Ce n’est pas pour me prémunir d’un quelconque attentat aérien à mon endroit que j’ai tardé à annoncer la date exacte du retour (quoi que, maintenant c’est un peu tard pour vous y prendre😀 ), mais parce que je ne réalise toujours pas que c’est fini. Même si j’en parle, même si j’ai plus ou moins bien mené les tâches administratives liées, même si j’essaie de fermer tant bien que mal mes bagages (en espérant très fort qu’ils ne pèsent pas plus de 23 kg).
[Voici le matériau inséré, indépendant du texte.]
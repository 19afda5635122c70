use std::{env, path::PathBuf, process};

use clap::{Parser, Subcommand, ValueEnum};
use colored::Colorize;
use medstore_rs::config::{
    CredentialsFile, Profile, EXPORT_PAGE_SIZE, MAX_CONCURRENCY, MAX_FILE_BATCH_SIZE,
    MAX_UPLOAD_CONCURRENCY,
};
use medstore_rs::{
    ClientConfig, ExportOptions, ExportPipeline, GraphQlClient, MedStoreError, PaginationIterator,
    UploadOptions, UploadPipeline,
};
use tabled::settings::Style;
use tabled::{Table, Tabled};
use tracing::{error, warn};

#[derive(Parser, Debug)]
#[command(author, version, about)]
struct Args {
    #[command(subcommand)]
    command: Command,
    /// Credentials profile to use
    #[clap(short, long, default_value = "default", global = true)]
    profile: String,
    /// Set the log level
    #[arg(value_enum)]
    #[clap(short = 'L', long, default_value = "info", global = true)]
    log_level: LogLevel,
    /// Display timestamps with log messages
    #[clap(short = 'T', long, global = true)]
    timestamp: bool,
}

#[derive(Subcommand, Debug)]
enum Command {
    /// Store an API key pair in the credentials file, or show the stored
    /// profiles when called without keys
    Config {
        /// API key of the key pair
        #[clap(long, requires = "secret_key", requires = "org")]
        api_key: Option<String>,
        /// Secret key of the key pair
        #[clap(long)]
        secret_key: Option<String>,
        /// Organization the key pair belongs to
        #[clap(long)]
        org: Option<String>,
        /// Override the default API URL for this profile
        #[clap(long)]
        url: Option<String>,
    },
    /// List the organization's datasets
    List,
    /// Create a new dataset
    Create {
        /// Name of the dataset to create
        dataset: String,
    },
    /// List the series stored in a dataset
    Query {
        /// Dataset to query
        dataset: String,
        /// Server-side search filter
        #[clap(short, long)]
        search: Option<String>,
        /// Stop after this many series
        #[clap(short, long)]
        number: Option<usize>,
        /// Listing page size
        #[clap(long, default_value_t = EXPORT_PAGE_SIZE)]
        page_size: usize,
    },
    /// Import DICOM files into a dataset
    Upload {
        /// Dataset to import into
        dataset: String,
        /// File or directory to import
        path: PathBuf,
        /// Label for the new import
        #[clap(long)]
        name: Option<String>,
        /// Append to an existing import instead of creating one
        #[clap(long)]
        import_id: Option<String>,
        /// Simultaneous file uploads
        #[clap(short, long, default_value_t = MAX_UPLOAD_CONCURRENCY)]
        concurrency: usize,
        /// Files per presigned-URL request
        #[clap(short, long, default_value_t = MAX_FILE_BATCH_SIZE)]
        batch_size: usize,
    },
    /// Export a dataset's series as DICOM files
    Export {
        /// Dataset to export
        dataset: String,
        /// Directory the dataset folder is created in
        #[clap(short, long, default_value = ".")]
        destination: PathBuf,
        /// Listing page size (also the manifest checkpoint interval)
        #[clap(long, default_value_t = EXPORT_PAGE_SIZE)]
        page_size: usize,
        /// Simultaneous series exports
        #[clap(short, long, default_value_t = MAX_CONCURRENCY)]
        concurrency: usize,
        /// Server-side search filter
        #[clap(short, long)]
        search: Option<String>,
        /// Stop after this many series
        #[clap(short, long)]
        number: Option<usize>,
        /// Ignore the local manifest and re-export everything
        #[clap(long)]
        clear_cache: bool,
    },
}

#[derive(Copy, Clone, ValueEnum, Debug)]
enum LogLevel {
    Debug,
    Info,
    Warn,
    Error,
    Quiet,
}

#[derive(Tabled)]
struct DatasetRow {
    #[tabled(rename = "NAME")]
    name: String,
    #[tabled(rename = "DISPLAY NAME")]
    display_name: String,
    #[tabled(rename = "STATUS")]
    status: String,
    #[tabled(rename = "CREATED")]
    created_at: String,
}

#[derive(Tabled)]
struct ProfileRow {
    #[tabled(rename = "PROFILE")]
    profile: String,
    #[tabled(rename = "ORG")]
    org_id: String,
    #[tabled(rename = "URL")]
    url: String,
    #[tabled(rename = "API KEY")]
    api_key: String,
}

#[derive(Tabled)]
struct SeriesRow {
    #[tabled(rename = "SERIES")]
    series_id: String,
    #[tabled(rename = "IMPORT")]
    import_id: String,
    #[tabled(rename = "FILES")]
    num_files: u64,
    #[tabled(rename = "CREATED")]
    created_at: String,
    #[tabled(rename = "CREATED BY")]
    created_by: String,
}

#[tokio::main]
pub async fn main() {
    let args = Args::parse();

    tracing_subscriber_handler(&args);

    if let Err(e) = run(&args).await {
        error!("Error: {}", e);
        process::exit(1);
    }
}

async fn run(args: &Args) -> Result<(), MedStoreError> {
    match &args.command {
        Command::Config {
            api_key,
            secret_key,
            org,
            url,
        } => match (api_key, secret_key, org) {
            (Some(api_key), Some(secret_key), Some(org)) => {
                save_profile(&args.profile, api_key, secret_key, org, url.as_deref())
            }
            _ => show_profiles(),
        },
        Command::List => list_datasets(&args.profile).await,
        Command::Create { dataset } => create_dataset(&args.profile, dataset).await,
        Command::Query {
            dataset,
            search,
            number,
            page_size,
        } => query_series(&args.profile, dataset, search.clone(), *number, *page_size).await,
        Command::Upload {
            dataset,
            path,
            name,
            import_id,
            concurrency,
            batch_size,
        } => {
            let options = UploadOptions {
                import_name: name.clone(),
                import_id: import_id.clone(),
                concurrency: *concurrency,
                batch_size: *batch_size,
            };
            upload(&args.profile, dataset, path, &options).await
        }
        Command::Export {
            dataset,
            destination,
            page_size,
            concurrency,
            search,
            number,
            clear_cache,
        } => {
            let options = ExportOptions {
                page_size: *page_size,
                concurrency: *concurrency,
                search: search.clone(),
                limit: *number,
                clear_cache: *clear_cache,
            };
            export(&args.profile, dataset, destination, &options).await
        }
    }
}

fn save_profile(
    profile: &str,
    api_key: &str,
    secret_key: &str,
    org: &str,
    url: Option<&str>,
) -> Result<(), MedStoreError> {
    // validate before persisting
    ClientConfig::new(api_key, secret_key, url.unwrap_or_default())?;
    let path = CredentialsFile::default_path()?;
    let mut file = CredentialsFile::load(&path)?;
    file.profiles.insert(
        profile.to_string(),
        Profile {
            api_key: api_key.to_string(),
            secret_key: secret_key.to_string(),
            org_id: org.to_string(),
            url: url.map(String::from),
        },
    );
    file.save(&path)?;
    println!(
        "{} profile {} saved to {}",
        "✔".green(),
        profile.bold(),
        path.display()
    );
    Ok(())
}

fn show_profiles() -> Result<(), MedStoreError> {
    let path = CredentialsFile::default_path()?;
    let file = CredentialsFile::load(&path)?;
    if file.profiles.is_empty() {
        println!("No profiles stored in {}.", path.display());
        return Ok(());
    }
    let rows = file
        .profiles
        .iter()
        .map(|(name, profile)| ProfileRow {
            profile: name.clone(),
            org_id: profile.org_id.clone(),
            url: profile.url.clone().unwrap_or_else(|| "(default)".into()),
            api_key: mask_key(&profile.api_key),
        })
        .collect::<Vec<_>>();
    println!("{}", Table::new(rows).with(Style::rounded()));
    Ok(())
}

/// Keep only the first few characters of a key for display.
fn mask_key(key: &str) -> String {
    let head = key.chars().take(4).collect::<String>();
    format!("{head}***")
}

/// Resolve credentials for a command, the environment taking precedence over
/// the credentials file.
fn resolve_credentials(profile: &str) -> Result<(ClientConfig, String), MedStoreError> {
    if env::var("MEDSTORE_API_KEY").is_ok() {
        let config = ClientConfig::from_env()?;
        let org_id = env::var("MEDSTORE_ORG_ID")
            .map_err(|_| MedStoreError::Config("MEDSTORE_ORG_ID is not set".into()))?;
        return Ok((config, org_id));
    }
    let path = CredentialsFile::default_path()?;
    let file = CredentialsFile::load(&path)?;
    let profile = file.profile(profile).ok_or_else(|| {
        MedStoreError::Config(format!(
            "no credentials profile named \"{profile}\", run the config command first"
        ))
    })?;
    let config = ClientConfig::new(
        profile.api_key.clone(),
        profile.secret_key.clone(),
        profile.url.clone().unwrap_or_default(),
    )?;
    Ok((config, profile.org_id.clone()))
}

async fn list_datasets(profile: &str) -> Result<(), MedStoreError> {
    let (config, org_id) = resolve_credentials(profile)?;
    let client = GraphQlClient::new(config)?;
    let datasets = medstore_rs::ops::list_datasets(&client, &org_id).await?;
    if datasets.is_empty() {
        println!("No datasets in this organization yet.");
        return Ok(());
    }
    let rows = datasets
        .into_iter()
        .map(|dataset| DatasetRow {
            name: dataset.name,
            display_name: dataset.display_name,
            status: dataset.status,
            created_at: dataset.created_at,
        })
        .collect::<Vec<_>>();
    println!("{}", Table::new(rows).with(Style::rounded()));
    Ok(())
}

async fn create_dataset(profile: &str, dataset: &str) -> Result<(), MedStoreError> {
    let (config, org_id) = resolve_credentials(profile)?;
    let client = GraphQlClient::new(config)?;
    let created = medstore_rs::ops::create_dataset(&client, &org_id, dataset).await?;
    println!(
        "{} dataset {} created ({})",
        "✔".green(),
        created.name.bold(),
        created.status
    );
    Ok(())
}

async fn query_series(
    profile: &str,
    dataset: &str,
    search: Option<String>,
    number: Option<usize>,
    page_size: usize,
) -> Result<(), MedStoreError> {
    let (config, org_id) = resolve_credentials(profile)?;
    let client = GraphQlClient::new(config)?;
    let client_ref = &client;
    let dataset_owned = dataset.to_string();
    let mut pages = PaginationIterator::new(
        move |first, cursor| {
            let org_id = org_id.clone();
            let dataset = dataset_owned.clone();
            let search = search.clone();
            async move {
                medstore_rs::ops::list_series_imports(
                    client_ref, &org_id, &dataset, search, first, cursor,
                )
                .await
            }
        },
        page_size,
    )
    .with_limit(number);

    let mut rows = Vec::new();
    while let Some(series) = pages.next_entry().await? {
        rows.push(SeriesRow {
            series_id: series.series_id,
            import_id: series.import_id,
            num_files: series.num_files,
            created_at: series.created_at,
            created_by: series.created_by,
        });
    }
    if rows.is_empty() {
        println!("No series in dataset {}.", dataset.bold());
        return Ok(());
    }
    println!("{}", Table::new(rows).with(Style::rounded()));
    Ok(())
}

async fn upload(
    profile: &str,
    dataset: &str,
    path: &PathBuf,
    options: &UploadOptions,
) -> Result<(), MedStoreError> {
    let (config, org_id) = resolve_credentials(profile)?;
    let client = GraphQlClient::new(config)?;
    let pipeline = UploadPipeline::new(&client, org_id, dataset)?;
    let report = pipeline.run(path, options).await?;
    if report.all_succeeded {
        println!(
            "{} import {}: {} files uploaded",
            "✔".green(),
            report.import_id.bold(),
            report.total_files
        );
    } else {
        // partial failure is reported but is not a process failure
        warn!(
            "import {}: only {} of {} files uploaded",
            report.import_id, report.uploaded, report.total_files
        );
        println!(
            "{} import {}: {} of {} files uploaded",
            "!".yellow(),
            report.import_id.bold(),
            report.uploaded,
            report.total_files
        );
    }
    Ok(())
}

async fn export(
    profile: &str,
    dataset: &str,
    destination: &PathBuf,
    options: &ExportOptions,
) -> Result<(), MedStoreError> {
    let (config, org_id) = resolve_credentials(profile)?;
    let client = GraphQlClient::new(config)?;
    let pipeline = ExportPipeline::new(&client, org_id, dataset)?;
    let report = pipeline.run(destination, options).await?;
    let status = if report.failed == 0 {
        "✔".green()
    } else {
        "!".yellow()
    };
    println!(
        "{} dataset {}: {} series exported, {} already up to date, {} failed",
        status,
        dataset.bold(),
        report.exported,
        report.skipped,
        report.failed
    );
    Ok(())
}

fn tracing_subscriber_handler(args: &Args) {
    let env_filter = match args.log_level {
        LogLevel::Debug => "medstore_rs=debug",
        LogLevel::Info => "medstore_rs=info",
        LogLevel::Warn => "medstore_rs=warn",
        LogLevel::Error => "medstore_rs=error",
        LogLevel::Quiet => "medstore_rs=off",
    };

    // "if" because the subscriber doesn't yield the same type with or without time wich prevents
    // using a match statement.
    if args.timestamp {
        let sub = tracing_subscriber::fmt::Subscriber::builder()
            .with_env_filter(env_filter)
            .finish();
        tracing::subscriber::set_global_default(sub)
            .expect("Error while setting subscriber for tracing.");
    } else {
        let sub = tracing_subscriber::fmt::Subscriber::builder()
            .with_env_filter(env_filter)
            .without_time()
            .finish();
        tracing::subscriber::set_global_default(sub)
            .expect("Error while setting subscriber for tracing.");
    };
}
Parce que depuis quelques jours je regarde le 19/20 de France 3 Paris Île-de-France pour me réacclimater (et déprimer comme un Français)

Toutes proportions gardées, je me sens comme l’astronaute canadien Chris Hadfield quelques heures avant son départ de l’International Space Station (ou son retour sur Terre) – regardez impérativement sa version de Space Oddity, c’est un ordre ! À ceci près qu’il est allé bien plus loin que moi (370 km d’altitude, ça vaut bien quelques 6000 km le long du sol, non ?)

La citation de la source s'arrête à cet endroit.